What we give out is not always a good contributor to health either, even though it has the other benefits I mentioned of reducing food insecurity. We give out 2600 milligrams of sodium per day in our food and only some 1500 mg is needed per day. We give out 88 grams of sugar and only 32 grams is recommended. We are giving out daily amounts of 300 mg in cholesterol when 200 or less is needed, and this would be worse when we have meat that we can give out; it is at this amount because we haven't been able to purchase meat to give out, even when we can get it for 20 cents a pound through the food bank, when the food bank has it. We are giving out about the right amount of protein, but people report that they feel they need more protein, more meat, so we need to do more education and habit forming so people will feel better about the adequate amount of protein, and how to prepare meals with this level of protein.

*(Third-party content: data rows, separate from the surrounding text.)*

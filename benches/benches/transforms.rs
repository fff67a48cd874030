//! Benchmarks for the per-block numeric stages
//!
//! Run with: cargo bench --bench transforms

use criterion::{black_box, criterion_group, criterion_main, BenchmarkId, Criterion};
use qdct_strategy::{device_matrix, generate_strategy, progressive_matrix, BASE_QUANT_MATRIX};
use qdct_transform::{
    dct8x8_forward, dct8x8_forward_optimized, dct8x8_inverse_optimized, dequantize, quantize,
    unzigzag, zigzag, ComputeBackend, CpuBackend, SampleBlock,
};

fn test_block() -> [f32; 64] {
    core::array::from_fn(|i| ((i * 37) % 255) as f32 - 128.0)
}

fn bench_dct(c: &mut Criterion) {
    let mut group = c.benchmark_group("DCT Transform");
    let input = test_block();

    group.bench_function("dct8x8_forward_reference", |b| {
        let mut output = [0.0f32; 64];
        b.iter(|| dct8x8_forward(black_box(&input), &mut output));
    });

    group.bench_function("dct8x8_forward_separable", |b| {
        let mut output = [0.0f32; 64];
        b.iter(|| dct8x8_forward_optimized(black_box(&input), &mut output));
    });

    group.bench_function("dct8x8_roundtrip", |b| {
        let mut coeffs = [0.0f32; 64];
        let mut output = [0.0f32; 64];
        b.iter(|| {
            dct8x8_forward_optimized(black_box(&input), &mut coeffs);
            dct8x8_inverse_optimized(&coeffs, black_box(&mut output));
        });
    });

    group.finish();
}

fn bench_quantization(c: &mut Criterion) {
    let mut group = c.benchmark_group("Quantization");
    let mut coeffs = [0.0f32; 64];
    dct8x8_forward_optimized(&test_block(), &mut coeffs);
    let matrix = device_matrix("DEVICE-001", 150);

    group.bench_function("quantize_zigzag", |b| {
        let mut quantized = [0i16; 64];
        b.iter(|| {
            quantize(black_box(&coeffs), &matrix, &mut quantized);
            black_box(zigzag(&quantized))
        });
    });

    group.bench_function("unzigzag_dequantize", |b| {
        let mut quantized = [0i16; 64];
        quantize(&coeffs, &matrix, &mut quantized);
        let scanned = zigzag(&quantized);
        let mut output = [0.0f32; 64];
        b.iter(|| dequantize(&unzigzag(black_box(&scanned)), &matrix, &mut output));
    });

    group.finish();
}

fn bench_strategy(c: &mut Criterion) {
    let mut group = c.benchmark_group("Device Strategy");

    group.bench_function("generate_strategy", |b| {
        b.iter(|| generate_strategy(black_box("AA:BB:CC:DD:EE:FF")))
    });

    let strategy = generate_strategy("DEVICE-001");
    for level in [0u32, 63, 640, 1_000_000] {
        group.bench_with_input(BenchmarkId::new("progressive_matrix", level), &level, |b, &level| {
            b.iter(|| progressive_matrix(&BASE_QUANT_MATRIX, &strategy, black_box(level)))
        });
    }

    group.finish();
}

fn bench_backend(c: &mut Criterion) {
    let mut group = c.benchmark_group("CPU Backend");
    let blocks: Vec<SampleBlock> = (0..3 * 32 * 32).map(|_| test_block()).collect();
    let matrix = device_matrix("DEVICE-001", 100);

    for parallel in [false, true] {
        let backend = CpuBackend::new(parallel);
        let label = if parallel { "parallel" } else { "serial" };
        group.bench_function(BenchmarkId::new("forward_3072_blocks", label), |b| {
            b.iter(|| backend.forward(black_box(&blocks), &matrix))
        });
    }

    group.finish();
}

criterion_group!(
    benches,
    bench_dct,
    bench_quantization,
    bench_strategy,
    bench_backend
);
criterion_main!(benches);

Knowing this is why here at our place we also have formed relationships and have present a nutrition counselor from the OSU Extension Center, and why we have representatives from the North Regional Wellness Center of the Tulsa Health Dept to visit with people and help recommend resources; and it is why we have a spiritual director listening to people tell their stories, and to provide the ministry of presence and encouragement of "a listening ear." And above all it is why we have worked in just the past three years to create the GardenPark and Orchard for the community, a park where abandoned houses and trash once was dumped, and now is a place for healthy education, community spirit, and connection, a place that has received state and regional awards, and this month is a finalist for a Keep Oklahoma Beautiful Environmental Excellence Award.

There is the need. There is the response. Here is the tough news; Because of the loss over the past year of financial contributors who had been giving to us on a regular monthly basis the past few years as we were expanding and growing our presence at the park and the community center, wonderful folks who have been our leaders but who have died or moved away or shifted giving to other local groups, we now face a monthly income shortfall of some $600 just to be able to pay the barebones but rising utility bills; we have enough for the mortgage and for phone and internet, but that's it. That doesn't include what is needed for food and program expenses.

So we need to get 60 people to become monthly supporters giving $10 each through our online donation buttons on this page (at, and thats an average, or 30 people giving $20 a month, or just 20 people giving just one dollar a day, or $30 a month. Actually we would rather have 60 people giving $10 or 120 people giving $5 because that increases the shared support and ownership and means if one or two people stop giving we won't be back in the same situation.

We think we are saving lives, making life a bit easier for people struggling, and are bearing witness with our neighbors to many of the inequities and injustice and oppression faced by people here in the low income lowest life expectancy area of the Tulsa area. We hope no matter where you are from you will see value in what we have done, are doing, and can do in the future, and will become a part of this movement of grassroots all volunteer 100 percent mission neighborhood renewal.